### EXERCISE BRIEF
Repeat each line of the material exactly.

# # # #

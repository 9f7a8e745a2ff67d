use thiserror::Error;

use crate::handle::Handle;

/// Invariant violations at the boundary.
///
/// None of these are recoverable for the guest: the runtime turns them into
/// traps. Host capability failures are reported through result slots instead.
#[derive(Debug, Clone, PartialEq, Eq, Error)]
pub enum BoundaryError {
    #[error("invalid handle {0}")]
    InvalidHandle(Handle),
    #[error("handle {0} released twice")]
    DoubleRelease(Handle),
    #[error("guest range {ptr:#x}+{len} is outside linear memory of {memory_len} bytes")]
    OutOfBounds { ptr: u32, len: u32, memory_len: usize },
    #[error("guest bytes are not valid utf-8 (valid up to {valid_up_to})")]
    InvalidUtf8 { valid_up_to: usize },
    #[error("memory view from generation {generation} used after the buffer changed")]
    StaleView { generation: u64 },
    #[error("value does not fit in wasm32: {0}")]
    Overflow(&'static str),
    #[error("guest call failed: {0}")]
    Guest(String),
}

pub type Result<T> = std::result::Result<T, BoundaryError>;
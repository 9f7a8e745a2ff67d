use anyhow::Result;
use platform::LogLevel;
use wasmtime::{Caller, Linker};

use crate::imports::MODULE;
use crate::memory::read_str;
use crate::state::HostState;

pub(super) fn register(linker: &mut Linker<HostState>) -> Result<()> {
    linker.func_wrap(MODULE, "console_log", console_log)?;
    Ok(())
}

fn console_log(mut caller: Caller<'_, HostState>, level: i32, ptr: i32, len: i32) -> Result<()> {
    let message = read_str(&mut caller, ptr, len)?;
    caller
        .data()
        .platform()
        .console()
        .log(LogLevel::from_abi(level), &message);
    Ok(())
}
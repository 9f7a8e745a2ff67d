mod common;

use common::{ENV_A, ENV_B, ENV_C, RET};
use runtime::UNDEFINED;

#[test]
fn test_closure_call_and_drop() {
    let mut instance = common::instantiate(common::headless());
    let closure: i32 = instance.call("make_closure", (ENV_A, 0)).unwrap();
    let arg: i32 = instance.call("number_new", 5.0f64).unwrap();

    instance
        .call::<(i32, i32, i32), ()>("closure_call", (closure, arg, RET))
        .unwrap();
    assert!(!instance.read_result_slot(RET as u32).unwrap().is_err);
    assert_eq!(common::counter(&mut instance, "calls"), 1);
    assert_eq!(common::last_arg(&mut instance).as_number(), Some(5.0));

    // Idle closure: the guest frees its own environment
    let free_now: i32 = instance.call("closure_drop", closure).unwrap();
    assert_eq!(free_now, 1);
    assert_eq!(common::counter(&mut instance, "dtors"), 0);
}

#[test]
fn test_reentrant_call_is_rejected() {
    let mut instance = common::instantiate(common::headless());
    let closure: i32 = instance.call("make_closure", (ENV_A, 1)).unwrap();

    instance
        .call::<(i32, i32, i32), ()>("closure_call", (closure, UNDEFINED.to_abi(), RET))
        .unwrap();

    // The outer call succeeds, the nested one reports through its slot
    assert!(!instance.read_result_slot(RET as u32).unwrap().is_err);
    assert_eq!(common::counter(&mut instance, "calls"), 1);
    assert_eq!(common::counter(&mut instance, "nested_err"), 1);

    let nested = instance.read_result_slot(512).unwrap();
    let error = instance.value(nested.value).unwrap().as_error().unwrap();
    assert_eq!(error.message, "closure invoked recursively");

    // The guard is lifted once the outer call returns
    instance
        .call::<(i32, i32, i32), ()>("closure_call", (closure, UNDEFINED.to_abi(), RET))
        .unwrap();
    assert_eq!(common::counter(&mut instance, "calls"), 2);
}

#[test]
fn test_drop_during_invocation_defers_destructor() {
    let mut instance = common::instantiate(common::headless());
    let closure: i32 = instance.call("make_closure", (ENV_A, 2)).unwrap();

    instance
        .call::<(i32, i32, i32), ()>("closure_call", (closure, UNDEFINED.to_abi(), RET))
        .unwrap();

    // closure_drop ran inside the call and left cleanup to the host
    assert_eq!(common::counter(&mut instance, "drop_result"), 0);
    assert_eq!(common::counter(&mut instance, "dtors"), 1);
}

#[test]
fn test_dropped_callback_is_skipped() {
    let mut instance = common::instantiate(common::headless());
    let closure: i32 = instance.call("make_closure", (ENV_A, 0)).unwrap();

    instance
        .call::<i32, ()>("queue_microtask", closure)
        .unwrap();
    instance.call::<i32, i32>("closure_drop", closure).unwrap();

    assert_eq!(instance.run_microtasks().unwrap(), 0);
    assert_eq!(common::counter(&mut instance, "calls"), 0);
}

#[test]
fn test_closure_drop_twice_traps() {
    let mut instance = common::instantiate(common::headless());
    let closure: i32 = instance.call("make_closure", (ENV_A, 0)).unwrap();

    instance.call::<i32, i32>("closure_drop", closure).unwrap();
    assert!(instance.call::<i32, i32>("closure_drop", closure).is_err());
}

#[test]
fn test_shutdown_runs_outstanding_destructors() {
    let mut instance = common::instantiate(common::headless());
    let kept_a: i32 = instance.call("make_closure", (ENV_A, 0)).unwrap();
    let _kept_b: i32 = instance.call("make_closure", (ENV_B, 0)).unwrap();
    let dropped: i32 = instance.call("make_closure", (ENV_C, 0)).unwrap();
    instance.call::<i32, i32>("closure_drop", dropped).unwrap();
    assert_ne!(kept_a, dropped);

    assert_eq!(instance.shutdown().unwrap(), 2);
}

# # # #

### EXERCISE ANSWER
repository 9f7a8e745a2ff67d
use thiserror::Error;

use crate::handle::Handle;

/// Invariant violations at the boundary.
///
/// None of these are recoverable for the guest: the runtime turns them into
/// traps. Host capability failures are reported through result slots instead.
#[derive(Debug, Clone, PartialEq, Eq, Error)]
pub enum BoundaryError {
    #[error("invalid handle {0}")]
    InvalidHandle(Handle),
    #[error("handle {0} released twice")]
    DoubleRelease(Handle),
    #[error("guest range {ptr:#x}+{len} is outside linear memory of {memory_len} bytes")]
    OutOfBounds { ptr: u32, len: u32, memory_len: usize },
    #[error("guest bytes are not valid utf-8 (valid up to {valid_up_to})")]
    InvalidUtf8 { valid_up_to: usize },
    #[error("memory view from generation {generation} used after the buffer changed")]
    StaleView { generation: u64 },
    #[error("value does not fit in wasm32: {0}")]
    Overflow(&'static str),
    #[error("guest call failed: {0}")]
    Guest(String),
}

pub type Result<T> = std::result::Result<T, BoundaryError>;
repository 9f7a8e745a2ff67d
use anyhow::Result;
use platform::LogLevel;
use wasmtime::{Caller, Linker};

use crate::imports::MODULE;
use crate::memory::read_str;
use crate::state::HostState;

pub(super) fn register(linker: &mut Linker<HostState>) -> Result<()> {
    linker.func_wrap(MODULE, "console_log", console_log)?;
    Ok(())
}

fn console_log(mut caller: Caller<'_, HostState>, level: i32, ptr: i32, len: i32) -> Result<()> {
    let message = read_str(&mut caller, ptr, len)?;
    caller
        .data()
        .platform()
        .console()
        .log(LogLevel::from_abi(level), &message);
    Ok(())
}
repository 9f7a8e745a2ff67d
mod common;

use common::{ENV_A, ENV_B, ENV_C, RET};
use runtime::UNDEFINED;

#[test]
fn test_closure_call_and_drop() {
    let mut instance = common::instantiate(common::headless());
    let closure: i32 = instance.call("make_closure", (ENV_A, 0)).unwrap();
    let arg: i32 = instance.call("number_new", 5.0f64).unwrap();

    instance
        .call::<(i32, i32, i32), ()>("closure_call", (closure, arg, RET))
        .unwrap();
    assert!(!instance.read_result_slot(RET as u32).unwrap().is_err);
    assert_eq!(common::counter(&mut instance, "calls"), 1);
    assert_eq!(common::last_arg(&mut instance).as_number(), Some(5.0));

    // Idle closure: the guest frees its own environment
    let free_now: i32 = instance.call("closure_drop", closure).unwrap();
    assert_eq!(free_now, 1);
    assert_eq!(common::counter(&mut instance, "dtors"), 0);
}

#[test]
fn test_reentrant_call_is_rejected() {
    let mut instance = common::instantiate(common::headless());
    let closure: i32 = instance.call("make_closure", (ENV_A, 1)).unwrap();

    instance
        .call::<(i32, i32, i32), ()>("closure_call", (closure, UNDEFINED.to_abi(), RET))
        .unwrap();

    // The outer call succeeds, the nested one reports through its slot
    assert!(!instance.read_result_slot(RET as u32).unwrap().is_err);
    assert_eq!(common::counter(&mut instance, "calls"), 1);
    assert_eq!(common::counter(&mut instance, "nested_err"), 1);

    let nested = instance.read_result_slot(512).unwrap();
    let error = instance.value(nested.value).unwrap().as_error().unwrap();
    assert_eq!(error.message, "closure invoked recursively");

    // The guard is lifted once the outer call returns
    instance
        .call::<(i32, i32, i32), ()>("closure_call", (closure, UNDEFINED.to_abi(), RET))
        .unwrap();
    assert_eq!(common::counter(&mut instance, "calls"), 2);
}

#[test]
fn test_drop_during_invocation_defers_destructor() {
    let mut instance = common::instantiate(common::headless());
    let closure: i32 = instance.call("make_closure", (ENV_A, 2)).unwrap();

    instance
        .call::<(i32, i32, i32), ()>("closure_call", (closure, UNDEFINED.to_abi(), RET))
        .unwrap();

    // closure_drop ran inside the call and left cleanup to the host
    assert_eq!(common::counter(&mut instance, "drop_result"), 0);
    assert_eq!(common::counter(&mut instance, "dtors"), 1);
}

#[test]
fn test_dropped_callback_is_skipped() {
    let mut instance = common::instantiate(common::headless());
    let closure: i32 = instance.call("make_closure", (ENV_A, 0)).unwrap();

    instance
        .call::<i32, ()>("queue_microtask", closure)
        .unwrap();
    instance.call::<i32, i32>("closure_drop", closure).unwrap();

    assert_eq!(instance.run_microtasks().unwrap(), 0);
    assert_eq!(common::counter(&mut instance, "calls"), 0);
}

#[test]
fn test_closure_drop_twice_traps() {
    let mut instance = common::instantiate(common::headless());
    let closure: i32 = instance.call("make_closure", (ENV_A, 0)).unwrap();

    instance.call::<i32, i32>("closure_drop", closure).unwrap();
    assert!(instance.call::<i32, i32>("closure_drop", closure).is_err());
}

#[test]
fn test_shutdown_runs_outstanding_destructors() {
    let mut instance = common::instantiate(common::headless());
    let kept_a: i32 = instance.call("make_closure", (ENV_A, 0)).unwrap();
    let _kept_b: i32 = instance.call("make_closure", (ENV_B, 0)).unwrap();
    let dropped: i32 = instance.call("make_closure", (ENV_C, 0)).unwrap();
    instance.call::<i32, i32>("closure_drop", dropped).unwrap();
    assert_ne!(kept_a, dropped);

    assert_eq!(instance.shutdown().unwrap(), 2);
}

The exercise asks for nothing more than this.